▶ **PROBLEM REQUIREMENTS**
Return the listing in full, word for word.

▶ **RECORD EXCERPTS**
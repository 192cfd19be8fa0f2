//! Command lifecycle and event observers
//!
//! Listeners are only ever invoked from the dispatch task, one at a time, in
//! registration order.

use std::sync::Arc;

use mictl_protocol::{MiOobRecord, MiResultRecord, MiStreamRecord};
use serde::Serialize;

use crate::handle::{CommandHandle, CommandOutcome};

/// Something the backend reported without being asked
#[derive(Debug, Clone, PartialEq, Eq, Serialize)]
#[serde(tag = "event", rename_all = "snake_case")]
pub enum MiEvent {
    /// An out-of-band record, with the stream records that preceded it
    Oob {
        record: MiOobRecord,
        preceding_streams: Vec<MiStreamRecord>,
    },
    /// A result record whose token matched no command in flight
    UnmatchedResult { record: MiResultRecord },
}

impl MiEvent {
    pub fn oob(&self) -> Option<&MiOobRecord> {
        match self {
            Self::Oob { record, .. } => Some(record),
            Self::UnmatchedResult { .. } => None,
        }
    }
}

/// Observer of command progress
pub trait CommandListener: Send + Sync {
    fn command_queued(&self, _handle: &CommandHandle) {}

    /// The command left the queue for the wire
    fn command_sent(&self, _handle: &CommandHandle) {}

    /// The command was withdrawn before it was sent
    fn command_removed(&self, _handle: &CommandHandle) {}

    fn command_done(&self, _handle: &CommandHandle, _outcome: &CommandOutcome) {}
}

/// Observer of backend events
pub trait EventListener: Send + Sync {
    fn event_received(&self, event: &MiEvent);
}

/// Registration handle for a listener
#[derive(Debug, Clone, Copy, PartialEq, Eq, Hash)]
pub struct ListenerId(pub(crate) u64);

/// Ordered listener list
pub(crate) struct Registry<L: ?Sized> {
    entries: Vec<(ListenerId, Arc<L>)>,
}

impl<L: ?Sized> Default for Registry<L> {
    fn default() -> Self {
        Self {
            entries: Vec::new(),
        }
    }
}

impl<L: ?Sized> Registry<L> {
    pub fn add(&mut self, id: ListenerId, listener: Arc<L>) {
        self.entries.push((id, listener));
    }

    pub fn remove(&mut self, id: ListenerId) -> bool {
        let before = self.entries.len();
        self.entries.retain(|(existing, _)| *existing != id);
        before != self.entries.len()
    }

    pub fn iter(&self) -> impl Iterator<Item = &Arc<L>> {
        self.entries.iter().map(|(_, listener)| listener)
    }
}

▶ **ANSWER SPACE**
repository 192cfd19be8fa0f2
//! Command lifecycle and event observers
//!
//! Listeners are only ever invoked from the dispatch task, one at a time, in
//! registration order.

use std::sync::Arc;

use mictl_protocol::{MiOobRecord, MiResultRecord, MiStreamRecord};
use serde::Serialize;

use crate::handle::{CommandHandle, CommandOutcome};

/// Something the backend reported without being asked
#[derive(Debug, Clone, PartialEq, Eq, Serialize)]
#[serde(tag = "event", rename_all = "snake_case")]
pub enum MiEvent {
    /// An out-of-band record, with the stream records that preceded it
    Oob {
        record: MiOobRecord,
        preceding_streams: Vec<MiStreamRecord>,
    },
    /// A result record whose token matched no command in flight
    UnmatchedResult { record: MiResultRecord },
}

impl MiEvent {
    pub fn oob(&self) -> Option<&MiOobRecord> {
        match self {
            Self::Oob { record, .. } => Some(record),
            Self::UnmatchedResult { .. } => None,
        }
    }
}

/// Observer of command progress
pub trait CommandListener: Send + Sync {
    fn command_queued(&self, _handle: &CommandHandle) {}

    /// The command left the queue for the wire
    fn command_sent(&self, _handle: &CommandHandle) {}

    /// The command was withdrawn before it was sent
    fn command_removed(&self, _handle: &CommandHandle) {}

    fn command_done(&self, _handle: &CommandHandle, _outcome: &CommandOutcome) {}
}

/// Observer of backend events
pub trait EventListener: Send + Sync {
    fn event_received(&self, event: &MiEvent);
}

/// Registration handle for a listener
#[derive(Debug, Clone, Copy, PartialEq, Eq, Hash)]
pub struct ListenerId(pub(crate) u64);

/// Ordered listener list
pub(crate) struct Registry<L: ?Sized> {
    entries: Vec<(ListenerId, Arc<L>)>,
}

impl<L: ?Sized> Default for Registry<L> {
    fn default() -> Self {
        Self {
            entries: Vec::new(),
        }
    }
}

impl<L: ?Sized> Registry<L> {
    pub fn add(&mut self, id: ListenerId, listener: Arc<L>) {
        self.entries.push((id, listener));
    }

    pub fn remove(&mut self, id: ListenerId) -> bool {
        let before = self.entries.len();
        self.entries.retain(|(existing, _)| *existing != id);
        before != self.entries.len()
    }

    pub fn iter(&self) -> impl Iterator<Item = &Arc<L>> {
        self.entries.iter().map(|(_, listener)| listener)
    }
}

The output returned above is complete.